Il nodo della questione non riguarda solo le mura degli edifici, ma quello che c’è dentro. Astuti sottolinea come, nonostante i tagli dei nastri, ai cittadini manchino servizi essenziali come l’assenza di medici di medicina generale h24, carenza di infermieri in modo continuativo e mancanza di équipe multiprofessionali.

“Questa situazione”, prosegue Astuti, “costringe ancora troppe persone a rivolgersi ai Pronto Soccorso anche per bisogni di bassa complessità, intasando le strutture d’emergenza”.

Le richieste del PD

L’ordine del giorno chiedeva alla Giunta Fontana di rispettare gli impegni presi, non solo per le strutture finanziate dal PNRR, ma anche per le 24 Case di Comunità escluse dai fondi europei che la Regione aveva promesso di finanziare con risorse proprie.

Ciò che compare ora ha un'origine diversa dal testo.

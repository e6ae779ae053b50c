use num_enum::{IntoPrimitive, TryFromPrimitive};

/// Device type opcode.
///
/// Stored as a single byte in chunk column metadata and in expression program nodes.
#[derive(Debug, Clone, Copy, PartialEq, Eq, Hash, PartialOrd, Ord, IntoPrimitive, TryFromPrimitive)]
#[repr(u8)]
pub enum TypeOpcode {
    Bool = 1,
    Int1 = 2,
    Int2 = 3,
    Int4 = 4,
    Int8 = 5,
    Float2 = 6,
    Float4 = 7,
    Float8 = 8,
    Text = 9,
    Bytea = 10,
}

impl TypeOpcode {
    /// Fixed byte width, or `None` for variable-length types.
    #[inline]
    pub fn width(self) -> Option<usize> {
        match self {
            TypeOpcode::Bool | TypeOpcode::Int1 => Some(1),
            TypeOpcode::Int2 | TypeOpcode::Float2 => Some(2),
            TypeOpcode::Int4 | TypeOpcode::Float4 => Some(4),
            TypeOpcode::Int8 | TypeOpcode::Float8 => Some(8),
            TypeOpcode::Text | TypeOpcode::Bytea => None,
        }
    }

    /// Width as stored in column metadata: `-1` marks a varlena.
    #[inline]
    pub fn typlen(self) -> i16 {
        self.width().map_or(-1, |w| w as i16)
    }

    #[inline]
    pub fn align(self) -> usize {
        match self.width() {
            Some(w) => w,
            None => 4,
        }
    }

    #[inline]
    pub fn is_varlena(self) -> bool {
        self.width().is_none()
    }

    #[inline]
    pub fn is_integer(self) -> bool {
        matches!(
            self,
            TypeOpcode::Int1 | TypeOpcode::Int2 | TypeOpcode::Int4 | TypeOpcode::Int8
        )
    }

    #[inline]
    pub fn is_float(self) -> bool {
        matches!(
            self,
            TypeOpcode::Float2 | TypeOpcode::Float4 | TypeOpcode::Float8
        )
    }

    #[inline]
    pub fn is_numeric(self) -> bool {
        self.is_integer() || self.is_float()
    }

    pub fn name(self) -> &'static str {
        match self {
            TypeOpcode::Bool => "bool",
            TypeOpcode::Int1 => "int1",
            TypeOpcode::Int2 => "int2",
            TypeOpcode::Int4 => "int4",
            TypeOpcode::Int8 => "int8",
            TypeOpcode::Float2 => "float2",
            TypeOpcode::Float4 => "float4",
            TypeOpcode::Float8 => "float8",
            TypeOpcode::Text => "text",
            TypeOpcode::Bytea => "bytea",
        }
    }

    /// Message raised when a value does not fit this integer type.
    pub fn out_of_range_message(self) -> &'static str {
        match self {
            TypeOpcode::Int1 => "tinyint out of range",
            TypeOpcode::Int2 => "smallint out of range",
            TypeOpcode::Int8 => "bigint out of range",
            _ => "integer out of range",
        }
    }

    /// Inclusive value range of an integer type.
    pub fn int_range(self) -> Option<(i64, i64)> {
        match self {
            TypeOpcode::Int1 => Some((i8::MIN as i64, i8::MAX as i64)),
            TypeOpcode::Int2 => Some((i16::MIN as i64, i16::MAX as i64)),
            TypeOpcode::Int4 => Some((i32::MIN as i64, i32::MAX as i64)),
            TypeOpcode::Int8 => Some((i64::MIN, i64::MAX)),
            _ => None,
        }
    }
}
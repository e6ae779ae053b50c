use std::cmp::Ordering;

use xpu_expr::{FuncInfo, FuncKind};
use xpu_result::DeviceError;
use xpu_types::Datum;

use crate::numeric::mistyped;

/// Float ordering used by every comparison operator: NaN equals NaN and sorts above every
/// other value, `-0.0` equals `0.0`.
pub fn float_cmp(a: f64, b: f64) -> Ordering {
    match (a.is_nan(), b.is_nan()) {
        (true, true) => Ordering::Equal,
        (true, false) => Ordering::Greater,
        (false, true) => Ordering::Less,
        (false, false) => a.partial_cmp(&b).unwrap_or(Ordering::Equal),
    }
}

/// Order two non-null values of comparable types.
pub fn datum_cmp(a: &Datum, b: &Datum) -> Option<Ordering> {
    if let (Some(x), Some(y)) = (a.as_i64(), b.as_i64()) {
        return Some(x.cmp(&y));
    }
    if let (Some(x), Some(y)) = (a.as_f64(), b.as_f64()) {
        return Some(float_cmp(x, y));
    }
    match (a, b) {
        (Datum::Bool(x), Datum::Bool(y)) => Some(x.cmp(y)),
        (Datum::Text(x), Datum::Text(y)) => Some(x.as_bytes().cmp(y.as_bytes())),
        (Datum::Bytea(x), Datum::Bytea(y)) => Some(x.cmp(y)),
        _ => None,
    }
}

pub(crate) fn compare(info: &FuncInfo, a: &Datum, b: &Datum) -> Result<Datum, DeviceError> {
    let ord = datum_cmp(a, b).ok_or_else(|| mistyped(info, a))?;
    let v = match info.kind {
        FuncKind::Eq => ord == Ordering::Equal,
        FuncKind::Ne => ord != Ordering::Equal,
        FuncKind::Lt => ord == Ordering::Less,
        FuncKind::Le => ord != Ordering::Greater,
        FuncKind::Gt => ord == Ordering::Greater,
        FuncKind::Ge => ord != Ordering::Less,
        _ => return Err(DeviceError::unsupported(info.name, u32::from(u16::from(info.opcode)))),
    };
    Ok(Datum::Bool(v))
}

L’obiettivo era quello di garantire, entro il 2026, il “pacchetto completo” di servizi obbligatori come:

Punto Unico di Accesso (PUA);

Assistenza domiciliare;

Diagnostica di base;

Integrazione con i servizi sociali e il CUP.

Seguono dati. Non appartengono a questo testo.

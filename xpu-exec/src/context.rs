//! Per-warp resumable state.
//!
//! Everything a warp needs to pick up where it left off lives in its [`WarpContext`]:
//! the source cursor, the depth it was working on, the inter-depth rings with the row
//! combinations still in flight, per-lane join progress, the claimed source tuples and the
//! local pre-aggregation table. The host keeps the contexts between launches, or parks
//! them as opaque blobs with [`WarpContext::to_blob`].

use xpu_compute::KVars;
use xpu_kds::TupleLoc;
use xpu_result::{DeviceError, Error, Result};
use xpu_types::WARP_SIZE;
use xpu_types::codec::{WireReader, WireWriter};

use crate::preagg::GroupTable;

/// Entries each inter-depth ring holds.
pub const UNIT_TUPLES_PER_DEPTH: usize = 2 * WARP_SIZE;

/// `l_state` of a lane that has no more inner rows to visit.
pub const LSTATE_DONE: u32 = u32::MAX;

const WCTX_MAGIC: u32 = u32::from_le_bytes(*b"XWCX");

/// One row combination waiting for the next depth.
#[derive(Debug, Clone, PartialEq)]
pub struct KVarsEntry {
    /// Source tuple the combination descends from: a row number, or the tuple offset for
    /// BLOCK sources.
    pub src: u32,
    pub kvars: KVars,
}

/// Bounded queue between two depths. `read` and `write` only grow; their difference is the
/// number of buffered entries.
#[derive(Debug, Clone, PartialEq)]
pub struct DepthRing {
    slots: Vec<Option<KVarsEntry>>,
    read: u32,
    write: u32,
}

impl Default for DepthRing {
    fn default() -> Self {
        Self {
            slots: vec![None; UNIT_TUPLES_PER_DEPTH],
            read: 0,
            write: 0,
        }
    }
}

impl DepthRing {
    #[inline]
    pub fn len(&self) -> usize {
        self.write.wrapping_sub(self.read) as usize
    }

    #[inline]
    pub fn is_empty(&self) -> bool {
        self.len() == 0
    }

    /// Free entries.
    #[inline]
    pub fn room(&self) -> usize {
        UNIT_TUPLES_PER_DEPTH - self.len()
    }

    #[inline]
    pub fn positions(&self) -> (u32, u32) {
        (self.read, self.write)
    }

    pub(crate) fn push(&mut self, entry: KVarsEntry) -> std::result::Result<(), DeviceError> {
        if self.room() == 0 {
            return Err(DeviceError::fatal("depth_ring", "inter-depth queue overflow"));
        }
        let idx = self.write as usize % UNIT_TUPLES_PER_DEPTH;
        self.slots[idx] = Some(entry);
        self.write = self.write.wrapping_add(1);
        Ok(())
    }

    /// The `i`-th buffered entry counted from the read position.
    pub(crate) fn peek(&self, i: usize) -> Option<&KVarsEntry> {
        if i >= self.len() {
            return None;
        }
        let idx = (self.read as usize + i) % UNIT_TUPLES_PER_DEPTH;
        self.slots[idx].as_ref()
    }

    /// Drop the `n` oldest entries.
    pub(crate) fn consume(&mut self, n: usize) {
        let n = n.min(self.len());
        for i in 0..n {
            let idx = (self.read as usize + i) % UNIT_TUPLES_PER_DEPTH;
            self.slots[idx] = None;
        }
        self.read = self.read.wrapping_add(n as u32);
    }
}

/// Lane state of one join depth.
#[derive(Debug, Clone, PartialEq)]
pub struct JoinLanes {
    /// Outer entries taken from the previous depth's ring; lane `i` works on entry `i`.
    pub nbatch: usize,
    /// Nested loop: next inner row. Hash join: chain item + 1, 0 before the probe.
    pub l_state: [u32; WARP_SIZE],
    /// Whether the lane's outer entry has produced a match (LEFT OUTER bookkeeping).
    pub matched: [bool; WARP_SIZE],
    /// Probe hash of the lane's outer entry (hash joins).
    pub hash: [u32; WARP_SIZE],
}

impl Default for JoinLanes {
    fn default() -> Self {
        Self {
            nbatch: 0,
            l_state: [0; WARP_SIZE],
            matched: [false; WARP_SIZE],
            hash: [0; WARP_SIZE],
        }
    }
}

impl JoinLanes {
    pub(crate) fn reset(&mut self) {
        *self = JoinLanes::default();
    }
}

/// Source tuples a warp has claimed but not loaded yet.
#[derive(Debug, Clone, Default, PartialEq)]
pub struct SourceCursor {
    /// BLOCK sources: the page being drained.
    pub block: Option<u32>,
    /// Row numbers, or tuple offsets of the page, in load order.
    pub pending: Vec<u32>,
}

#[derive(Debug, Clone, Default)]
pub struct WarpContext {
    pub warp_id: u32,
    /// Source units this warp has claimed (rows in units of `WARP_SIZE`, or blocks).
    pub smx_row_count: u32,
    pub depth: u16,
    /// Smallest depth that may still produce tuples.
    pub scan_done: u16,
    /// `rings[d]` holds combinations that passed depth `d`.
    pub rings: Vec<DepthRing>,
    /// `joins[d - 1]` belongs to join depth `d`.
    pub joins: Vec<JoinLanes>,
    pub source: SourceCursor,
    pub groups: GroupTable,
}

impl WarpContext {
    pub fn new(warp_id: u32, n_rels: usize) -> Self {
        Self {
            warp_id,
            rings: vec![DepthRing::default(); n_rels + 1],
            joins: vec![JoinLanes::default(); n_rels],
            ..Self::default()
        }
    }

    #[inline]
    pub fn n_rels(&self) -> usize {
        self.joins.len()
    }

    /// Past the last depth with every queue drained and every group flushed.
    pub fn is_done(&self) -> bool {
        self.scan_done as usize > self.n_rels() + 1
            && self.rings.iter().all(DepthRing::is_empty)
            && self.groups.is_empty()
    }

    /// Combinations currently buffered across all depths.
    pub fn in_flight(&self) -> usize {
        self.rings.iter().map(DepthRing::len).sum()
    }

    pub fn to_blob(&self) -> Result<Vec<u8>> {
        let mut w = WireWriter::new();
        w.put_u32(WCTX_MAGIC);
        w.put_u32(self.warp_id);
        w.put_u32(self.smx_row_count);
        w.put_u16(self.depth);
        w.put_u16(self.scan_done);
        w.put_u16(self.rings.len() as u16);
        for ring in &self.rings {
            w.put_u32(ring.read);
            w.put_u32(ring.write);
            w.put_u16(ring.len() as u16);
            for i in 0..ring.len() {
                let entry = ring
                    .peek(i)
                    .ok_or_else(|| Error::Internal("hole in a depth ring".into()))?;
                w.put_u32(entry.src);
                entry.kvars.encode(&mut w)?;
            }
        }
        w.put_u16(self.joins.len() as u16);
        for j in &self.joins {
            w.put_u16(j.nbatch as u16);
            for lane in 0..WARP_SIZE {
                w.put_u32(j.l_state[lane]);
                w.put_u8(j.matched[lane] as u8);
                w.put_u32(j.hash[lane]);
            }
        }
        match self.source.block {
            Some(b) => {
                w.put_u8(1);
                w.put_u32(b);
            }
            None => w.put_u8(0),
        }
        w.put_u32(self.source.pending.len() as u32);
        for &off in &self.source.pending {
            w.put_u32(off);
        }
        self.groups.encode(&mut w)?;
        Ok(w.into_inner())
    }

    pub fn from_blob(blob: &[u8]) -> Result<WarpContext> {
        let mut r = WireReader::new(blob, "warp context");
        if r.get_u32()? != WCTX_MAGIC {
            return Err(r.corrupt("bad magic"));
        }
        let warp_id = r.get_u32()?;
        let smx_row_count = r.get_u32()?;
        let depth = r.get_u16()?;
        let scan_done = r.get_u16()?;
        let nrings = r.get_u16()? as usize;
        let mut rings = Vec::with_capacity(nrings);
        for _ in 0..nrings {
            let read = r.get_u32()?;
            let write = r.get_u32()?;
            let n = r.get_u16()? as usize;
            if n != write.wrapping_sub(read) as usize || n > UNIT_TUPLES_PER_DEPTH {
                return Err(r.corrupt(format!("ring ({read}, {write}) holds {n} entries")));
            }
            let mut ring = DepthRing {
                read,
                write: read,
                ..DepthRing::default()
            };
            for _ in 0..n {
                let src = r.get_u32()?;
                let kvars = KVars::decode(&mut r)?;
                ring.push(KVarsEntry { src, kvars })
                    .map_err(|e| r.corrupt(e.message))?;
            }
            rings.push(ring);
        }
        let njoins = r.get_u16()? as usize;
        if njoins + 1 != nrings {
            return Err(r.corrupt(format!("{nrings} rings for {njoins} joins")));
        }
        let mut joins = Vec::with_capacity(njoins);
        for _ in 0..njoins {
            let mut j = JoinLanes {
                nbatch: r.get_u16()? as usize,
                ..JoinLanes::default()
            };
            if j.nbatch > WARP_SIZE {
                return Err(r.corrupt(format!("join batch of {}", j.nbatch)));
            }
            for lane in 0..WARP_SIZE {
                j.l_state[lane] = r.get_u32()?;
                j.matched[lane] = r.get_u8()? != 0;
                j.hash[lane] = r.get_u32()?;
            }
            joins.push(j);
        }
        let block = match r.get_u8()? {
            0 => None,
            1 => Some(r.get_u32()?),
            other => return Err(r.corrupt(format!("bad block flag {other}"))),
        };
        let npending = r.get_u32()? as usize;
        let pending = (0..npending)
            .map(|_| r.get_u32())
            .collect::<Result<Vec<_>>>()?;
        let groups = GroupTable::decode(&mut r)?;
        if !r.is_empty() {
            return Err(r.corrupt(format!("{} trailing bytes", r.remaining())));
        }
        Ok(WarpContext {
            warp_id,
            smx_row_count,
            depth,
            scan_done,
            rings,
            joins,
            source: SourceCursor { block, pending },
            groups,
        })
    }
}

/// Location of source tuple `src` in a chunk of the given addressing.
#[inline]
pub(crate) fn source_loc(is_block: bool, src: u32) -> TupleLoc {
    if is_block {
        TupleLoc::Offset(src)
    } else {
        TupleLoc::Row(src)
    }
}

#[cfg(test)]
mod tests {
    use super::*;
    use xpu_types::Datum;

    fn entry(src: u32) -> KVarsEntry {
        let mut kvars = KVars::new(2);
        kvars.set(0, Datum::Int8(src as i64));
        kvars.set(1, Datum::Text(format!("s{src}")));
        KVarsEntry { src, kvars }
    }

    #[test]
    fn ring_is_bounded_and_fifo() {
        let mut ring = DepthRing::default();
        for i in 0..UNIT_TUPLES_PER_DEPTH as u32 {
            ring.push(entry(i)).unwrap();
        }
        assert_eq!(ring.room(), 0);
        assert!(ring.push(entry(99)).is_err());
        ring.consume(3);
        assert_eq!(ring.peek(0).unwrap().src, 3);
        ring.push(entry(64)).unwrap();
        assert_eq!(ring.peek(ring.len() - 1).unwrap().src, 64);
        assert_eq!(ring.positions(), (3, 65));
    }

    #[test]
    fn blob_round_trip_keeps_in_flight_state() {
        let mut wc = WarpContext::new(5, 1);
        wc.smx_row_count = 7;
        wc.depth = 1;
        wc.scan_done = 1;
        for i in 0..40 {
            wc.rings[0].push(entry(i)).unwrap();
        }
        wc.rings[0].consume(33);
        wc.rings[1].push(entry(100)).unwrap();
        wc.joins[0].nbatch = 2;
        wc.joins[0].l_state[1] = LSTATE_DONE;
        wc.joins[0].matched[0] = true;
        wc.joins[0].hash[0] = 0xdead_beef;
        wc.source.block = Some(3);
        wc.source.pending = vec![8000, 7900];

        let blob = wc.to_blob().unwrap();
        let back = WarpContext::from_blob(&blob).unwrap();
        assert_eq!(back.smx_row_count, 7);
        assert_eq!((back.depth, back.scan_done), (1, 1));
        assert_eq!(back.rings, wc.rings);
        assert_eq!(back.joins, wc.joins);
        assert_eq!(back.source, wc.source);
        assert_eq!(back.in_flight(), 8);
        assert!(!back.is_done());

        assert!(WarpContext::from_blob(&blob[..blob.len() - 1]).is_err());
    }
}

“Senza rete territoriale non c’è prevenzione”

La bocciatura del documento da parte del centrodestra segna un punto di rottura sulla gestione della sanità di prossimità. Per le opposizioni, la mancata attivazione della rete territoriale è la causa principale del fallimento del sistema di prevenzione e dell’allungamento delle liste d’attesa.

“Continueremo a chiedere che le Case di Comunità diventino davvero il perno dell’assistenza”, conclude Astuti. “Senza una rete funzionante non c’è riduzione delle liste d’attesa, ma solo Pronto Soccorso sempre più sotto pressione”.